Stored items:
■ ■ ■ ■ ■

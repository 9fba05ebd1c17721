//! Application Layer
//!
//! Use cases and the session store composing them.

pub mod login;
pub mod register;
pub mod store;

// Re-exports
pub use login::{LoginInput, LoginUseCase};
pub use register::{RegisterInput, RegisterOutput, RegisterUseCase};
pub use store::SessionStore;
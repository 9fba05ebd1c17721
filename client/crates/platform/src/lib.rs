//! Platform Crate - Technical Infrastructure
//!
//! This crate provides shared technical foundations:
//! - Client configuration (service URL, request timeout, user agent)
//! - HTTP transport plumbing (client construction, URL normalization,
//!   error-body detail extraction)
//! - Zeroized secrets (clear text passwords, bearer tokens)

pub mod config;
pub mod http;
pub mod secret;
//! Session Error Types
//!
//! Session-specific error variants that integrate with the unified
//! `kernel::error::AppError` system.

use kernel::error::{app_error::AppError, kind::ErrorKind};
use thiserror::Error;

/// Session-specific result type alias
pub type SessionResult<T> = Result<T, SessionError>;

/// Session-specific error variants
#[derive(Debug, Error)]
pub enum SessionError {
    /// No credential is held
    #[error("Not signed in")]
    NotSignedIn,

    /// The account service rejected the request or could not be reached
    #[error("{0}")]
    Remote(AppError),
}

impl SessionError {
    /// Get the ErrorKind for this error
    pub fn kind(&self) -> ErrorKind {
        match self {
            SessionError::NotSignedIn => ErrorKind::Unauthenticated,
            SessionError::Remote(e) => e.kind(),
        }
    }

    /// Log the error with appropriate level
    pub(crate) fn log(&self) {
        match self {
            SessionError::Remote(e) => match e.kind() {
                ErrorKind::Server => tracing::error!(error = %e, "Account service error"),
                ErrorKind::Auth => tracing::warn!("Invalid credentials"),
                ErrorKind::Network => tracing::warn!(error = %e, "Account service unreachable"),
                _ => tracing::debug!(error = %e, "Account request rejected"),
            },
            SessionError::NotSignedIn => tracing::debug!("No credential held"),
        }
    }
}

impl From<AppError> for SessionError {
    fn from(err: AppError) -> Self {
        SessionError::Remote(err)
    }
}

impl From<SessionError> for AppError {
    fn from(err: SessionError) -> Self {
        match err {
            SessionError::NotSignedIn => {
                AppError::unauthenticated("Not signed in").with_action("Log in first")
            }
            SessionError::Remote(e) => e,
        }
    }
}
use async_graphql::{
    ComplexObject, Context, EmptySubscription, ErrorExtensions, Object, Result, SimpleObject,
};

use crate::datamodel;
use crate::store::{Library, StoreError};

use super::loaders::Loaders;

pub type LibrarySchema = async_graphql::Schema<Query, Mutation, EmptySubscription>;

pub fn build_schema(library: Library) -> LibrarySchema {
    async_graphql::Schema::build(Query, Mutation, EmptySubscription)
        .data(library)
        .extension(async_graphql::extensions::Tracing)
        .finish()
}

fn library<'a>(ctx: &'a Context<'_>) -> &'a Library {
    ctx.data_unchecked::<Library>()
}

/// This represents an author name
#[derive(SimpleObject, Clone, Debug, PartialEq)]
#[graphql(complex)]
pub struct Author {
    pub id: i32,
    pub name: String,
}

impl From<datamodel::Author> for Author {
    fn from(author: datamodel::Author) -> Self {
        Self {
            id: author.id,
            name: author.name,
        }
    }
}

#[ComplexObject]
impl Author {
    async fn books(&self, ctx: &Context<'_>) -> Option<Vec<Option<Book>>> {
        let books = ctx.load_books_by_author(self.id).await;
        Some(books.into_iter().map(|b| Some(b.into())).collect())
    }
}

/// This represents a book written by an author
#[derive(SimpleObject, Clone, Debug, PartialEq)]
#[graphql(complex)]
pub struct Book {
    pub id: i32,
    pub name: String,
    pub author_id: i32,
}

impl From<datamodel::Book> for Book {
    fn from(book: datamodel::Book) -> Self {
        Self {
            id: book.id,
            name: book.name,
            author_id: book.author_id,
        }
    }
}

#[ComplexObject]
impl Book {
    /// Null when `authorId` does not point at a known author.
    async fn author(&self, ctx: &Context<'_>) -> Option<Author> {
        ctx.load_author(self.author_id).await.map(Author::from)
    }
}

/// Root Query
pub struct Query;

#[Object]
impl Query {
    /// A single book
    async fn book(&self, ctx: &Context<'_>, id: Option<i32>) -> Option<Book> {
        library(ctx).book(id?).map(Book::from)
    }

    /// List of All books
    async fn books(&self, ctx: &Context<'_>) -> Option<Vec<Option<Book>>> {
        Some(library(ctx).books().into_iter().map(|b| Some(b.into())).collect())
    }

    /// Single author
    async fn author(&self, ctx: &Context<'_>, id: Option<i32>) -> Option<Author> {
        library(ctx).author(id?).map(Author::from)
    }

    /// List of All authors
    async fn authors(&self, ctx: &Context<'_>) -> Option<Vec<Option<Author>>> {
        Some(library(ctx).authors().into_iter().map(|a| Some(a.into())).collect())
    }
}

/// Root Mutation
pub struct Mutation;

#[Object]
impl Mutation {
    /// Add a book
    async fn add_book(&self, ctx: &Context<'_>, name: String, author_id: i32) -> Option<Book> {
        let book = library(ctx).add_book(name, author_id);
        ctx.invalidate_loaders();
        Some(book.into())
    }

    /// Add an author
    async fn add_author(&self, ctx: &Context<'_>, name: String) -> Option<Author> {
        let author = library(ctx).add_author(name);
        ctx.invalidate_loaders();
        Some(author.into())
    }

    /// Update an author
    async fn update_author(
        &self,
        ctx: &Context<'_>,
        id: Option<i32>,
        name: String,
    ) -> Result<Option<Author>> {
        let id = id.ok_or_else(|| {
            StoreError::InvalidInput("`id` is required to update an author".into()).extend()
        })?;
        let author = library(ctx).update_author(id, &name).map_err(|e| e.extend())?;
        ctx.invalidate_loaders();
        Ok(Some(author.into()))
    }
}
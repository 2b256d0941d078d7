use std::collections::HashMap;
use std::fmt::Debug;
use std::future::poll_fn;
use std::hash::Hash;
use std::pin::{Pin, pin};
use std::sync::{Arc, Mutex, MutexGuard, PoisonError};
use std::task::{Poll, Waker};

use tracing::debug;

pub type BatchFuture<K, V> = Pin<Box<dyn Future<Output = HashMap<K, V>> + Send + 'static>>;

pub trait BatchLoader {
    type K: Hash + Eq + Clone + Debug + Send + 'static;
    type V: Clone + Send + 'static;

    /// Loads all `keys` at once. The returned map must contain every key,
    /// otherwise the resolvers waiting on a missing key never complete.
    fn load_batch(&mut self, keys: Vec<Self::K>) -> BatchFuture<Self::K, Self::V>;
}

enum Entry<V> {
    Requested(Vec<Waker>),
    Ready(V),
}

struct LoaderInner<B: BatchLoader> {
    values: HashMap<B::K, Entry<B::V>>,
    pending_keys: HashMap<B::K, Vec<Waker>>,
    load_batch: B,
}

/// Per-request batching cache.
///
/// Resolvers call [`DataLoader::load`], which parks them until the key is
/// available. The request future is run inside [`DataLoader::wrap`], which
/// collects every key registered while the request is pending and resolves
/// them with one [`BatchLoader::load_batch`] call.
pub struct DataLoader<B: BatchLoader> {
    inner: Arc<Mutex<LoaderInner<B>>>,
}

impl<B: BatchLoader> Clone for DataLoader<B> {
    fn clone(&self) -> Self {
        Self {
            inner: self.inner.clone(),
        }
    }
}

impl<B: BatchLoader> DataLoader<B> {
    pub fn new(load_batch: B) -> Self {
        let inner = LoaderInner {
            load_batch,
            values: Default::default(),
            pending_keys: Default::default(),
        };
        Self {
            inner: Arc::new(Mutex::new(inner)),
        }
    }

    fn lock(&self) -> MutexGuard<'_, LoaderInner<B>> {
        self.inner.lock().unwrap_or_else(PoisonError::into_inner)
    }

    pub fn load(&self, key: B::K) -> impl Future<Output = B::V> {
        poll_fn(move |cx| {
            let mut inner = self.lock();

            let wakers = match inner.values.get_mut(&key) {
                Some(Entry::Ready(v)) => {
                    return Poll::Ready(v.clone());
                }
                Some(Entry::Requested(wakers)) => wakers,
                None => inner.pending_keys.entry(key.clone()).or_insert_with(|| {
                    debug!(key = ?key, "queued for the next batch");
                    vec![]
                }),
            };

            wakers.push(cx.waker().clone());
            Poll::Pending
        })
    }

    /// Drops every cached value so the next `load` observes fresh data.
    ///
    /// Keys that are part of an in-flight batch are kept.
    pub fn clear(&self) {
        self.lock()
            .values
            .retain(|_, entry| matches!(entry, Entry::Requested(_)));
    }

    pub async fn wrap<O>(&self, fut: impl Future<Output = O>) -> O {
        let mut currently_loading: Option<BatchFuture<B::K, B::V>> = None;

        let mut fut = pin!(fut);
        poll_fn(move |cx| {
            if let Some(batch) = &mut currently_loading {
                match batch.as_mut().poll(cx) {
                    Poll::Ready(loaded) => {
                        let mut inner = self.lock();

                        for (k, v) in loaded {
                            if let Some(Entry::Requested(wakers)) =
                                inner.values.insert(k, Entry::Ready(v))
                            {
                                wakers.into_iter().for_each(Waker::wake);
                            }
                        }

                        currently_loading = None;
                    }
                    Poll::Pending => return Poll::Pending,
                }
            }

            let res = fut.as_mut().poll(cx);
            if res.is_pending() {
                // Polling the request may have registered new keys.
                let mut inner = self.lock();

                if !inner.pending_keys.is_empty() {
                    let mut keys = Vec::with_capacity(inner.pending_keys.len());
                    for (k, wakers) in std::mem::take(&mut inner.pending_keys) {
                        keys.push(k.clone());
                        inner.values.insert(k, Entry::Requested(wakers));
                    }

                    debug!(keys = keys.len(), "starting batch");
                    currently_loading = Some(inner.load_batch.load_batch(keys));

                    // Poll again right away so the batch gets driven.
                    cx.waker().wake_by_ref();
                }
            }
            res
        })
        .await
    }
}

■ ■ ■ ■ ■

### EXERCISE INSTRUCTIONS
Copy out the lines above with "List" in them.

### ANSWER BELOW
    /// List of All books
    /// List of All authors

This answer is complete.